The race fizzled under the build-up, as Johnson, well behind at the curve, pulled up lame with a quadriceps injury at the 110-meter mark. Such a circus added zippo to the lustrous legacy of MJ.
So now we stand here once again at the junction of great athletes and terrible ideas. Make no mistake – Mayweather is going to make McGregor look silly. The reverse would be true if the fighters opted to step into the octagon.
As a UFC champion, McGregor’s most potent weapon has always been his straightforward, often aggressive boxing. So it’s not like we’re asking a professional bowler to run a marathon here. Yes, McGregor knows how to box. He started training in the sport at age 12 under a former Olympic boxer, Phil Sutcliffe.
Yet that doesn’t alter this reality – MMA and boxing are two different animals.

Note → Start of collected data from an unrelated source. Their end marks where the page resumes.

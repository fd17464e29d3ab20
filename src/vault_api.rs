//! Vault API access.
//!
//! The inventory engine talks to Vault only through the [`VaultBackend`]
//! capability: a namespace-scoped `list` and `read`. [`VaultClient`] is the
//! HTTP implementation used by the CLI; tests substitute in-memory fakes.

use anyhow::{anyhow, Context, Result};
use reqwest::{Client, StatusCode};
use serde_json::Value;
use std::env;
use std::fs;
use std::future::Future;
use std::sync::Arc;
use std::time::Duration;
use thiserror::Error;
use tokio::sync::Mutex;
use tokio::time::Instant;

/// Namespace header understood by Vault Enterprise.
const NAMESPACE_HEADER: &str = "X-Vault-Namespace";

/// Failure of a single remote call.
#[derive(Debug, Error)]
pub enum RemoteError {
    #[error("failed to send request to {path}: {source}")]
    Transport {
        path: String,
        #[source]
        source: reqwest::Error,
    },

    #[error("Vault API request to {path} failed with status {status}: {body}")]
    Status {
        path: String,
        status: u16,
        body: String,
    },

    #[error("failed to parse JSON response from {path}: {source}")]
    Decode {
        path: String,
        #[source]
        source: serde_json::Error,
    },
}

impl RemoteError {
    /// True when Vault answered 404, which LIST uses for "nothing here".
    pub fn is_not_found(&self) -> bool {
        matches!(self, Self::Status { status, .. } if *status == StatusCode::NOT_FOUND.as_u16())
    }
}

/// Namespace-scoped read-only access to a Vault cluster.
///
/// Both operations return the `data` object of the Vault response. Shape
/// checking (for example that a listing carries `keys`) is left to callers.
pub trait VaultBackend: Send + Sync + 'static {
    fn list(
        &self,
        namespace: &str,
        path: &str,
    ) -> impl Future<Output = Result<Value, RemoteError>> + Send;

    fn read(
        &self,
        namespace: &str,
        path: &str,
    ) -> impl Future<Output = Result<Value, RemoteError>> + Send;
}

/// Check if TLS verification should be skipped based on environment or flag
pub fn should_skip_verify(insecure_flag: bool) -> bool {
    if insecure_flag {
        return true;
    }

    env::var("VAULT_SKIP_VERIFY")
        .map(|v| matches!(v.to_lowercase().as_str(), "1" | "true" | "yes"))
        .unwrap_or(false)
}

/// Transport options for [`VaultClient`].
#[derive(Debug, Clone)]
pub struct ClientOptions {
    pub skip_verify: bool,
    pub timeout: Duration,
    /// Maximum requests per second across all tasks sharing the client.
    pub rate_limit: Option<u32>,
}

impl Default for ClientOptions {
    fn default() -> Self {
        Self {
            skip_verify: false,
            timeout: Duration::from_secs(10),
            rate_limit: None,
        }
    }
}

/// Vault HTTP client
#[derive(Debug, Clone)]
pub struct VaultClient {
    addr: String,
    token: String,
    client: Client,
    min_interval: Option<Duration>,
    next_slot: Arc<Mutex<Option<Instant>>>,
}

impl VaultClient {
    /// Create a new Vault client from address and token
    pub fn new(addr: String, token: String) -> Result<Self> {
        Self::with_options(addr, token, &ClientOptions::default())
    }

    /// Create a new Vault client with explicit transport options
    pub fn with_options(addr: String, token: String, options: &ClientOptions) -> Result<Self> {
        let client = Client::builder()
            .danger_accept_invalid_certs(options.skip_verify)
            .timeout(options.timeout)
            .build()
            .context("Failed to create HTTP client")?;

        let min_interval = options
            .rate_limit
            .filter(|rps| *rps > 0)
            .map(|rps| Duration::from_secs(1) / rps);

        Ok(Self {
            addr: addr.trim_end_matches('/').to_string(),
            token,
            client,
            min_interval,
            next_slot: Arc::new(Mutex::new(None)),
        })
    }

    /// Create a client with optional parameters (for CLI), falling back to
    /// `VAULT_ADDR`, `VAULT_TOKEN` and `VAULT_TOKEN_FILE`.
    pub fn from_options(
        vault_addr: Option<&str>,
        vault_token: Option<&str>,
        options: &ClientOptions,
    ) -> Result<Self> {
        let addr = vault_addr
            .map(|s| s.to_string())
            .or_else(|| env::var("VAULT_ADDR").ok())
            .unwrap_or_else(|| "http://127.0.0.1:8200".to_string());

        let token = if let Some(t) = vault_token {
            t.to_string()
        } else if let Ok(t) = env::var("VAULT_TOKEN") {
            t
        } else if let Ok(token_file) = env::var("VAULT_TOKEN_FILE") {
            fs::read_to_string(&token_file)
                .with_context(|| format!("Failed to read token from file: {}", token_file))?
                .trim()
                .to_string()
        } else {
            return Err(anyhow!(
                "VAULT_TOKEN or VAULT_TOKEN_FILE must be set. Provide a token via:\n\
                 - Command-line: --vault-token hvs.xxxxx\n\
                 - Environment variable: export VAULT_TOKEN=hvs.xxxxx\n\
                 - Token file: export VAULT_TOKEN_FILE=/path/to/token"
            ));
        };

        Self::with_options(addr, token, options)
    }

    /// Get the Vault address
    pub fn addr(&self) -> &str {
        &self.addr
    }

    /// Space requests out to honour the configured rate limit.
    async fn throttle(&self) {
        let Some(gap) = self.min_interval else {
            return;
        };
        let at = {
            let mut next = self.next_slot.lock().await;
            let now = Instant::now();
            let at = next.map_or(now, |n| n.max(now));
            *next = Some(at + gap);
            at
        };
        tokio::time::sleep_until(at).await;
    }

    async fn get_data(&self, namespace: &str, path: &str, list: bool) -> Result<Value, RemoteError> {
        self.throttle().await;

        let path = path.trim_start_matches('/');
        let url = if list {
            format!("{}/v1/{}?list=true", self.addr, path)
        } else {
            format!("{}/v1/{}", self.addr, path)
        };

        tracing::debug!(namespace, path, list, "vault request");

        let mut request = self.client.get(&url).header("X-Vault-Token", &self.token);
        if !namespace.is_empty() && namespace != "root" {
            request = request.header(NAMESPACE_HEADER, namespace);
        }

        let response = request.send().await.map_err(|source| RemoteError::Transport {
            path: path.to_string(),
            source,
        })?;

        let status = response.status();
        let body = response
            .text()
            .await
            .map_err(|source| RemoteError::Transport {
                path: path.to_string(),
                source,
            })?;

        if !status.is_success() {
            return Err(RemoteError::Status {
                path: path.to_string(),
                status: status.as_u16(),
                body,
            });
        }

        let value: Value = serde_json::from_str(&body).map_err(|source| RemoteError::Decode {
            path: path.to_string(),
            source,
        })?;

        Ok(extract_data(value))
    }
}

impl VaultBackend for VaultClient {
    async fn list(&self, namespace: &str, path: &str) -> Result<Value, RemoteError> {
        self.get_data(namespace, path, true).await
    }

    async fn read(&self, namespace: &str, path: &str) -> Result<Value, RemoteError> {
        self.get_data(namespace, path, false).await
    }
}

/// Helper to unwrap the `data` object from a Vault response wrapper
pub fn extract_data(mut value: Value) -> Value {
    match value.get_mut("data").map(Value::take) {
        Some(data) if !data.is_null() => data,
        _ => value,
    }
}
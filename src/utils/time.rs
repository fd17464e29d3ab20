use anyhow::{Context, Result};
use chrono::{DateTime, Utc};

/// Parse an RFC 3339 timestamp as returned by the Vault API
pub fn parse_timestamp(ts: &str) -> Result<DateTime<Utc>> {
    DateTime::parse_from_rfc3339(ts)
        .context("Failed to parse timestamp")
        .map(|dt| dt.with_timezone(&Utc))
}

/// Format an optional timestamp for tabular output; empty when absent
pub fn format_optional(dt: Option<&DateTime<Utc>>) -> String {
    dt.map(DateTime::to_rfc3339).unwrap_or_default()
}

/// Human-readable duration, used for the scan summary
pub fn duration_human(elapsed: std::time::Duration) -> String {
    let seconds = elapsed.as_secs();

    if seconds < 60 {
        format!("{:.1} seconds", elapsed.as_secs_f64())
    } else if seconds < 3600 {
        format!("{} minutes", seconds / 60)
    } else {
        format!("{:.1} hours", seconds as f64 / 3600.0)
    }
}
//! Progress bar utilities using indicatif
//!
//! Provides a wrapper around indicatif's `ProgressBar` for consistent
//! progress reporting on stderr. Clones share the same bar, so scan tasks
//! can advance it from anywhere.

use indicatif::{ProgressBar as IndicatifBar, ProgressDrawTarget, ProgressStyle};
use std::time::Duration;

const BAR_TEMPLATE: &str = "{spinner} {msg} [{bar:40.cyan/blue}] {pos}/{len} ({elapsed})";

/// Progress bar wrapper for displaying scan status
#[derive(Clone)]
pub struct ProgressBar {
    bar: IndicatifBar,
}

impl ProgressBar {
    /// Create a bar whose length is set once the work is known
    pub fn new(label: &str) -> Self {
        let bar = IndicatifBar::with_draw_target(Some(0), ProgressDrawTarget::stderr());
        if let Ok(style) = ProgressStyle::default_bar().template(BAR_TEMPLATE) {
            bar.set_style(style.progress_chars("█░"));
        }
        bar.set_message(label.to_string());
        bar.enable_steady_tick(Duration::from_millis(120));

        Self { bar }
    }

    /// A bar that draws nothing, for non-interactive runs
    pub fn hidden() -> Self {
        Self {
            bar: IndicatifBar::hidden(),
        }
    }

    pub fn set_length(&self, total: usize) {
        self.bar.set_length(total as u64);
    }

    pub fn set_message(&self, message: &str) {
        self.bar.set_message(message.to_string());
    }

    /// Increment progress by 1
    pub fn inc(&self) {
        self.bar.inc(1);
    }

    pub fn position(&self) -> usize {
        self.bar.position() as usize
    }

    /// Finish with custom message
    pub fn finish_with_message(&self, message: &str) {
        self.bar.finish_with_message(message.to_string());
    }
}
//! Vault inventory engine.
//!
//! Discovers namespaces, auth mounts, secrets engines, identity entities and
//! ACL policies, walks KV secret trees, and correlates policy path patterns
//! with the secrets they reach.
//!
//! Every remote call goes through a shared [`admission::AdmissionController`],
//! so the number of calls in flight never exceeds the configured limit no
//! matter how deeply the scan fans out. Failures below the namespace listing
//! are recorded on the owning namespace and never abort the scan.
//!
//! # Example
//!
//! ```no_run
//! use std::sync::Arc;
//! use tokio_util::sync::CancellationToken;
//! use vault_inventory::inventory::scanner::{scan, ScanConfig};
//! use vault_inventory::vault_api::VaultClient;
//!
//! # async fn run() -> anyhow::Result<()> {
//! let client = VaultClient::new("http://127.0.0.1:8200".into(), "hvs.token".into())?;
//! let mut config = ScanConfig::new(10)?;
//! config.list_secrets = true;
//!
//! let inventory = scan(Arc::new(client), config, CancellationToken::new()).await?;
//! for (namespace, _engine, secret) in inventory.secrets() {
//!     println!("{} {} {:?}", namespace.name, secret.path, secret.policies);
//! }
//! # Ok(())
//! # }
//! ```

pub mod admission;
pub mod auths;
pub mod correlate;
pub mod entities;
pub mod error;
pub mod mounts;
pub mod paths;
pub mod policies;
pub mod remote;
pub mod scanner;
pub mod secrets;
pub mod types;
pub mod usage;

pub use error::ScanError;
pub use scanner::{scan, ScanConfig, Scanner, TargetEngine};
pub use types::VaultInventory;
/// End-to-end scans against the in-memory backend
mod common;

use common::{kv_v2_metadata, sample_cluster, with_mounts, FakeVault};
use serde_json::json;
use std::sync::Arc;
use std::time::Duration;
use tokio_util::sync::CancellationToken;
use vault_inventory::inventory::scanner::{scan, ScanConfig};
use vault_inventory::inventory::types::{KvVersion, VaultInventory};
use vault_inventory::inventory::ScanError;

fn config(list_secrets: bool) -> ScanConfig {
    let mut config = ScanConfig::new(4).unwrap();
    config.list_secrets = list_secrets;
    config
}

async fn run(fake: FakeVault, config: ScanConfig) -> VaultInventory {
    scan(Arc::new(fake), config, CancellationToken::new())
        .await
        .unwrap()
}

fn secret_paths(inventory: &VaultInventory) -> Vec<String> {
    inventory.secrets().map(|(_, _, s)| s.path.clone()).collect()
}

#[tokio::test]
async fn test_full_scan_of_sample_cluster() {
    let inventory = run(sample_cluster(), config(true)).await;

    assert_eq!(inventory.error_count(), 0, "{:?}", inventory);
    let names: Vec<_> = inventory.namespaces.iter().map(|ns| ns.name.as_str()).collect();
    assert_eq!(names, vec!["root", "team-a"]);

    let root = inventory.namespace("root").unwrap();
    let approle = root.auth_mounts.iter().find(|m| m.path == "approle/").unwrap();
    assert_eq!(approle.roles[0].name, "ci");
    assert_eq!(approle.roles[0].policies, vec!["auditor"]);
    assert_eq!(root.entities[0].name, "ci-bot");
    assert_eq!(root.entities[0].aliases[0].mount_type, "approle");
    assert_eq!(root.policies.len(), 2);

    let database = root.secrets_engines.iter().find(|e| e.path == "database/").unwrap();
    assert_eq!(database.roles, vec!["readonly"]);
    assert_eq!(database.version, None);

    let kv = root.secrets_engines.iter().find(|e| e.path == "secret/").unwrap();
    assert_eq!(kv.version, Some(KvVersion::V2));
    assert_eq!(kv.item_count, 2);
    let b = kv.secret("secret/app/b").unwrap();
    assert_eq!(b.current_version, Some(4));
    assert_eq!(b.policies, vec!["auditor"]);
    assert_eq!(b.roles, vec!["ci"]);
    assert!(kv.secret("secret/a").unwrap().policies.is_empty());

    assert_eq!(inventory.usage.clients, Some(3));
    assert_eq!(root.usage.clients, Some(2));
}

#[tokio::test]
async fn test_walk_visits_each_leaf_once() {
    let fake = with_mounts(
        FakeVault::new(),
        "root",
        json!({}),
        json!({"secret/": {"type": "kv", "options": {"version": "1"}}}),
    )
    .list("root", "secret", &["a", "app/"])
    .list("root", "secret/app", &["b"]);

    let mut config = config(true);
    config.collect_usage = false;
    let inventory = run(fake, config).await;

    assert_eq!(secret_paths(&inventory), vec!["secret/a", "secret/app/b"]);
    let secret = &inventory.namespaces[0].secrets_engines[0].secrets[0];
    assert_eq!(secret.current_version, None);
    assert!(inventory.namespaces[0].errors.is_empty());
}

#[tokio::test]
async fn test_one_failing_auth_mount_is_isolated() {
    let fake = with_mounts(
        FakeVault::new(),
        "root",
        json!({
            "approle/": {"type": "approle"},
            "kubernetes/": {"type": "kubernetes"},
            "jwt/": {"type": "jwt"}
        }),
        json!({}),
    )
    .list("root", "auth/approle/role", &["a"])
    .read("root", "auth/approle/role/a", json!({"token_policies": ["pa"]}))
    .fail("root", "auth/kubernetes/role", 403)
    .list("root", "auth/jwt/role", &["j"])
    .read("root", "auth/jwt/role/j", json!({"token_policies": ["pj"]}));

    let mut config = config(false);
    config.collect_usage = false;
    let inventory = run(fake, config).await;

    let root = &inventory.namespaces[0];
    assert_eq!(root.errors.len(), 1);
    assert!(root.errors[0].contains("auth/kubernetes/role"));

    let roles = |path: &str| {
        root.auth_mounts
            .iter()
            .find(|m| m.path == path)
            .map(|m| m.roles.len())
            .unwrap()
    };
    assert_eq!(roles("approle/"), 1);
    assert_eq!(roles("jwt/"), 1);
    assert_eq!(roles("kubernetes/"), 0);
}

#[tokio::test]
async fn test_root_policy_is_inherited_by_child_namespace() {
    let inventory = run(sample_cluster(), config(true)).await;

    let team_a = inventory.namespace("team-a").unwrap();
    let secret = team_a.secrets_engines[0].secret("team-a/secret/app/b").unwrap();
    assert_eq!(secret.policies, vec!["app", "auditor (root)"]);
    assert_eq!(secret.roles, vec!["web"]);

    let root = inventory.namespace("root").unwrap();
    let secret = root.secrets_engines.iter().find_map(|e| e.secret("secret/app/b")).unwrap();
    assert_eq!(secret.policies, vec!["auditor"]);
}

#[tokio::test]
async fn test_scans_are_byte_identical() {
    let mut outputs = Vec::new();
    for seed in [7, 1234] {
        let fake = sample_cluster().with_jitter(Duration::from_millis(3), seed);
        let inventory = run(fake, config(true)).await;
        let mut buf = Vec::new();
        vault_inventory::commands::scan::write_json(&inventory, &mut buf).unwrap();
        outputs.push(buf);
    }
    assert_eq!(outputs[0], outputs[1]);
}

#[tokio::test]
async fn test_secrets_not_walked_without_list_secrets() {
    let fake = sample_cluster();
    let inventory = run(fake, config(false)).await;

    assert_eq!(inventory.secrets().count(), 0);
    let root = inventory.namespace("root").unwrap();
    let kv = root.secrets_engines.iter().find(|e| e.is_kv()).unwrap();
    assert_eq!(kv.item_count, 0);
    // Engine roles are listed regardless.
    assert!(root.secrets_engines.iter().any(|e| e.roles == vec!["readonly"]));
}

#[tokio::test]
async fn test_target_engine_limits_walk() {
    let mut config = config(true);
    config.target_engine = Some("team-a/secret".parse().unwrap());
    let inventory = run(sample_cluster(), config).await;

    assert_eq!(secret_paths(&inventory), vec!["team-a/secret/app/b"]);
    assert_eq!(inventory.error_count(), 0);
}

#[tokio::test]
async fn test_namespace_listing_failure_is_fatal() {
    let fake = FakeVault::new().fail("root", "sys/namespaces", 403);
    let result = scan(Arc::new(fake), config(false), CancellationToken::new()).await;
    assert!(matches!(result, Err(ScanError::List { .. })));
}

#[tokio::test]
async fn test_oss_cluster_without_namespaces() {
    let fake = with_mounts(FakeVault::new(), "root", json!({}), json!({}));
    let mut config = config(false);
    config.collect_usage = false;
    let inventory = run(fake, config).await;

    assert_eq!(inventory.namespaces.len(), 1);
    assert!(inventory.namespaces[0].is_root());
    assert_eq!(inventory.error_count(), 0);
}

#[tokio::test]
async fn test_mount_table_failure_leaves_namespace_scannable() {
    let fake = FakeVault::new()
        .fail("root", "sys/auth", 403)
        .read("root", "sys/mounts", json!({"secret/": {"type": "kv"}}))
        .list("root", "sys/policy", &[])
        .list("root", "secret", &["x"]);
    let mut config = config(true);
    config.collect_usage = false;
    let inventory = run(fake, config).await;

    let root = &inventory.namespaces[0];
    assert!(root.auth_mounts.is_empty());
    assert_eq!(root.errors.len(), 1);
    assert!(root.errors[0].contains("sys/auth"));
    assert_eq!(secret_paths(&inventory), vec!["secret/x"]);
}

#[tokio::test]
async fn test_panicking_call_becomes_internal_fault() {
    let fake = with_mounts(
        FakeVault::new(),
        "root",
        json!({"approle/": {"type": "approle"}}),
        json!({}),
    )
    .list("root", "auth/approle/role", &["good", "bad", "also-good"])
    .read("root", "auth/approle/role/good", json!({"token_policies": ["g"]}))
    .panic_on("root", "auth/approle/role/bad")
    .read("root", "auth/approle/role/also-good", json!({"token_policies": ["h"]}));

    let mut config = config(false);
    config.collect_usage = false;
    let inventory = run(fake, config).await;

    let root = &inventory.namespaces[0];
    let names: Vec<_> = root.auth_mounts[0].roles.iter().map(|r| r.name.as_str()).collect();
    assert_eq!(names, vec!["good", "bad", "also-good"]);
    assert_eq!(root.auth_mounts[0].roles[2].policies, vec!["h"]);
    assert_eq!(root.errors.len(), 1);
    assert!(root.errors[0].starts_with("internal fault in unit 1"));
}

#[tokio::test]
async fn test_depth_guard() {
    let fake = with_mounts(
        FakeVault::new(),
        "root",
        json!({}),
        json!({"kv/": {"type": "kv"}}),
    )
    .list("root", "kv", &["top", "a/"])
    .list("root", "kv/a", &["b/"])
    .list("root", "kv/a/b", &["deep"]);

    let mut config = config(true);
    config.collect_usage = false;
    config.max_depth = 1;
    let inventory = run(fake, config).await;

    assert_eq!(secret_paths(&inventory), vec!["kv/top"]);
    let errors = &inventory.namespaces[0].errors;
    assert_eq!(errors.len(), 1);
    assert!(errors[0].contains("maximum depth 1 exceeded"));
}

#[tokio::test]
async fn test_malformed_metadata_keeps_secret() {
    let fake = with_mounts(
        FakeVault::new(),
        "root",
        json!({}),
        json!({"secret/": {"type": "kv", "options": {"version": 2}}}),
    )
    .list("root", "secret/metadata", &["ok", "odd"])
    .read("root", "secret/metadata/ok", kv_v2_metadata(9))
    .read("root", "secret/metadata/odd", json!({"current_version": "nine"}));

    let mut config = config(true);
    config.collect_usage = false;
    let inventory = run(fake, config).await;

    assert_eq!(secret_paths(&inventory), vec!["secret/ok", "secret/odd"]);
    let errors = &inventory.namespaces[0].errors;
    assert_eq!(errors.len(), 3);
    assert!(errors.iter().all(|e| e.contains("secret/metadata/odd")));
}

#[tokio::test]
async fn test_kv_v2_folder_named_metadata_keeps_its_name() {
    let fake = with_mounts(
        FakeVault::new(),
        "root",
        json!({}),
        json!({"secret/": {"type": "kv", "options": {"version": "2"}}}),
    )
    .list("root", "secret/metadata", &["metadata/"])
    .list("root", "secret/metadata/metadata", &["x"])
    .read("root", "secret/metadata/metadata/x", kv_v2_metadata(1))
    .list("root", "sys/policy", &["folder", "sibling"])
    .read(
        "root",
        "sys/policy/folder",
        json!({"rules": "path \"secret/data/metadata/*\" {\n  capabilities = [\"read\"]\n}\n"}),
    )
    .read(
        "root",
        "sys/policy/sibling",
        json!({"rules": "path \"secret/data/x\" {\n  capabilities = [\"read\"]\n}\n"}),
    );

    let mut config = config(true);
    config.collect_usage = false;
    let inventory = run(fake, config).await;

    let (_, _, secret) = inventory.secrets().next().unwrap();
    assert_eq!(secret.path, "secret/metadata/x");
    assert_eq!(secret.policies, vec!["folder"]);
    assert_eq!(inventory.error_count(), 0);
}

#[tokio::test]
async fn test_cancellation_keeps_partial_inventory() {
    let fake = sample_cluster().hang("team-a", "secret/metadata");
    let cancel = CancellationToken::new();
    let handle = {
        let cancel = cancel.clone();
        tokio::spawn(async move { scan(Arc::new(fake), config(true), cancel).await })
    };

    tokio::time::sleep(Duration::from_millis(100)).await;
    cancel.cancel();
    let inventory = tokio::time::timeout(Duration::from_secs(5), handle)
        .await
        .expect("scan did not stop after cancellation")
        .unwrap()
        .unwrap();

    let team_a = inventory.namespace("team-a").unwrap();
    assert!(team_a.errors.iter().any(|e| e.contains("cancelled")));
    assert!(inventory.errors.iter().any(|e| e.contains("incomplete")));
    // Root finished before the cancel and is intact.
    assert_eq!(inventory.namespace("root").unwrap().secrets_engines.len(), 2);
}

#[tokio::test]
async fn test_cancelled_before_start() {
    let cancel = CancellationToken::new();
    cancel.cancel();
    let result = scan(Arc::new(sample_cluster()), config(true), cancel).await;
    assert!(matches!(result, Err(ScanError::Cancelled { .. })));
}
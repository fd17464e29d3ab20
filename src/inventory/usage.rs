//! Client activity counters.
//!
//! Reads `sys/internal/counters/activity/monthly` once from root and spreads
//! the `by_namespace` breakdown over the discovered namespaces.

use serde_json::{Map, Value};

use super::error::ScanError;
use super::remote::Remote;
use super::types::{Namespace, UsageData, ROOT_NAMESPACE};
use crate::vault_api::VaultBackend;

const ACTIVITY_PATH: &str = "sys/internal/counters/activity/monthly";

/// Attach usage counters to `namespaces` and return the cluster totals.
pub async fn collect_usage<C: VaultBackend>(
    remote: &Remote<C>,
    namespaces: &mut [Namespace],
) -> (UsageData, Vec<ScanError>) {
    match remote.read(ROOT_NAMESPACE, ACTIVITY_PATH).await {
        Ok(data) => apply_activity(&data, namespaces),
        Err(err) => (UsageData::default(), vec![err]),
    }
}

fn apply_activity(data: &Map<String, Value>, namespaces: &mut [Namespace]) -> (UsageData, Vec<ScanError>) {
    let totals = usage_from(data);
    let mut errors = Vec::new();

    let by_namespace = match data.get("by_namespace") {
        Some(Value::Array(entries)) => entries,
        // No activity recorded this month.
        None | Some(Value::Null) => return (totals, errors),
        Some(_) => {
            errors.push(ScanError::malformed(ACTIVITY_PATH, "`by_namespace` should be a list"));
            return (totals, errors);
        }
    };

    for entry in by_namespace {
        let Some(entry) = entry.as_object() else {
            errors.push(ScanError::malformed(ACTIVITY_PATH, "namespace entry is not an object"));
            continue;
        };

        let name = match entry.get("namespace_path").and_then(Value::as_str) {
            Some("") | None => ROOT_NAMESPACE.to_string(),
            Some(path) => path.trim_end_matches('/').to_string(),
        };

        let Some(counts) = entry.get("counts").and_then(Value::as_object) else {
            errors.push(ScanError::malformed(
                ACTIVITY_PATH,
                format!("missing `counts` for namespace {}", name),
            ));
            continue;
        };

        if let Some(ns) = namespaces.iter_mut().find(|ns| ns.name == name) {
            ns.usage = usage_from(counts);
        }
    }

    (totals, errors)
}

fn usage_from(counts: &Map<String, Value>) -> UsageData {
    let number = |key: &str| counts.get(key).and_then(Value::as_u64);
    UsageData {
        distinct_entities: number("distinct_entities"),
        clients: number("clients"),
        non_entity_clients: number("non_entity_clients"),
        secret_syncs: number("secret_syncs"),
        acme_clients: number("acme_clients"),
    }
}
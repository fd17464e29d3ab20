//! Bounded-concurrency admission and structured fan-out.
//!
//! The [`AdmissionController`] owns the only cluster-wide shared resource of a
//! scan: a semaphore sized to the configured concurrency limit. A slot is
//! held for exactly the duration of one remote call, so however the scan
//! fans out (namespaces, mounts, engines, tree branches) the number of
//! outstanding calls never exceeds the limit, and a parent waiting on its
//! children never holds a slot they need.
//!
//! [`fan_out`] runs one Tokio task per unit of work and joins them all before
//! returning, yielding results in input order. A panicking unit is converted
//! into [`ScanError::InternalFault`] tagged with its index; its slot, if it
//! held one, is released by unwinding.

use std::any::Any;
use std::future::Future;
use std::num::NonZeroUsize;
use std::sync::Arc;

use tokio::sync::{OwnedSemaphorePermit, Semaphore};
use tokio::task::JoinError;
use tokio_util::sync::CancellationToken;

use super::error::ScanError;

#[derive(Debug, Clone)]
pub struct AdmissionController {
    semaphore: Arc<Semaphore>,
    limit: usize,
    cancel: CancellationToken,
}

/// An acquired admission slot. Dropping it releases the slot.
#[derive(Debug)]
pub struct Slot {
    _permit: OwnedSemaphorePermit,
}

impl AdmissionController {
    pub fn new(limit: NonZeroUsize, cancel: CancellationToken) -> Self {
        Self {
            semaphore: Arc::new(Semaphore::new(limit.get())),
            limit: limit.get(),
            cancel,
        }
    }

    /// Wait for a free slot. Fails once the scan has been cancelled.
    pub async fn acquire(&self, path: &str) -> Result<Slot, ScanError> {
        let cancelled = || ScanError::Cancelled {
            path: path.to_string(),
        };

        if self.cancel.is_cancelled() {
            return Err(cancelled());
        }

        tokio::select! {
            biased;
            () = self.cancel.cancelled() => Err(cancelled()),
            permit = Arc::clone(&self.semaphore).acquire_owned() => {
                permit.map(|p| Slot { _permit: p }).map_err(|_| cancelled())
            }
        }
    }

    /// Configured number of slots.
    pub fn limit(&self) -> usize {
        self.limit
    }

    /// Slots currently held.
    pub fn in_flight(&self) -> usize {
        self.limit - self.semaphore.available_permits()
    }

    pub fn cancellation(&self) -> &CancellationToken {
        &self.cancel
    }
}

/// Run `f` for every item on its own task and collect results by index.
pub async fn fan_out<I, T, F, Fut>(items: Vec<I>, f: F) -> Vec<Result<T, ScanError>>
where
    I: Send + 'static,
    T: Send + 'static,
    F: Fn(usize, I) -> Fut,
    Fut: Future<Output = T> + Send + 'static,
{
    let handles: Vec<_> = items
        .into_iter()
        .enumerate()
        .map(|(index, item)| tokio::spawn(f(index, item)))
        .collect();

    let mut results = Vec::with_capacity(handles.len());
    for (index, handle) in handles.into_iter().enumerate() {
        results.push(handle.await.map_err(|err| internal_fault(index, err)));
    }
    results
}

fn internal_fault(index: usize, err: JoinError) -> ScanError {
    let message = if err.is_panic() {
        panic_message(err.into_panic())
    } else {
        "task aborted".to_string()
    };
    tracing::warn!(index, %message, "unit of work faulted");
    ScanError::InternalFault { index, message }
}

fn panic_message(payload: Box<dyn Any + Send>) -> String {
    if let Some(s) = payload.downcast_ref::<&str>() {
        (*s).to_string()
    } else if let Some(s) = payload.downcast_ref::<String>() {
        s.clone()
    } else {
        "panic with non-string payload".to_string()
    }
}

Against one of the most accomplished, most technical boxers in history, McGregor will likely end up embarrassed.
Pound for pound, Mayweather is not about to get pounded.
Put it this way – when the average fan tunes in to either boxing or MMA, he wants to see someone land a punch. Mayweather excels in not getting hit. If he played basketball, he’d be the Anti-Harden. He’d never get fouled.
Does that sound like the components for an interesting fight to you?
And, please, whatever happens, don’t believe any media pundit who declares this matchup as the fight “to save boxing.” That narrative is played out. Rumors of boxing’s demise have been greatly exaggerated. It doesn’t hold sway over the American public as it did throughout much of the 20th century, but the top fights still command hefty paydays.
It’s transformed into a niche sport, but the fans of that particular niche remain passionate. For a matchup worth watching, they’ll happily shell out part of their paychecks for the pay-per-view package.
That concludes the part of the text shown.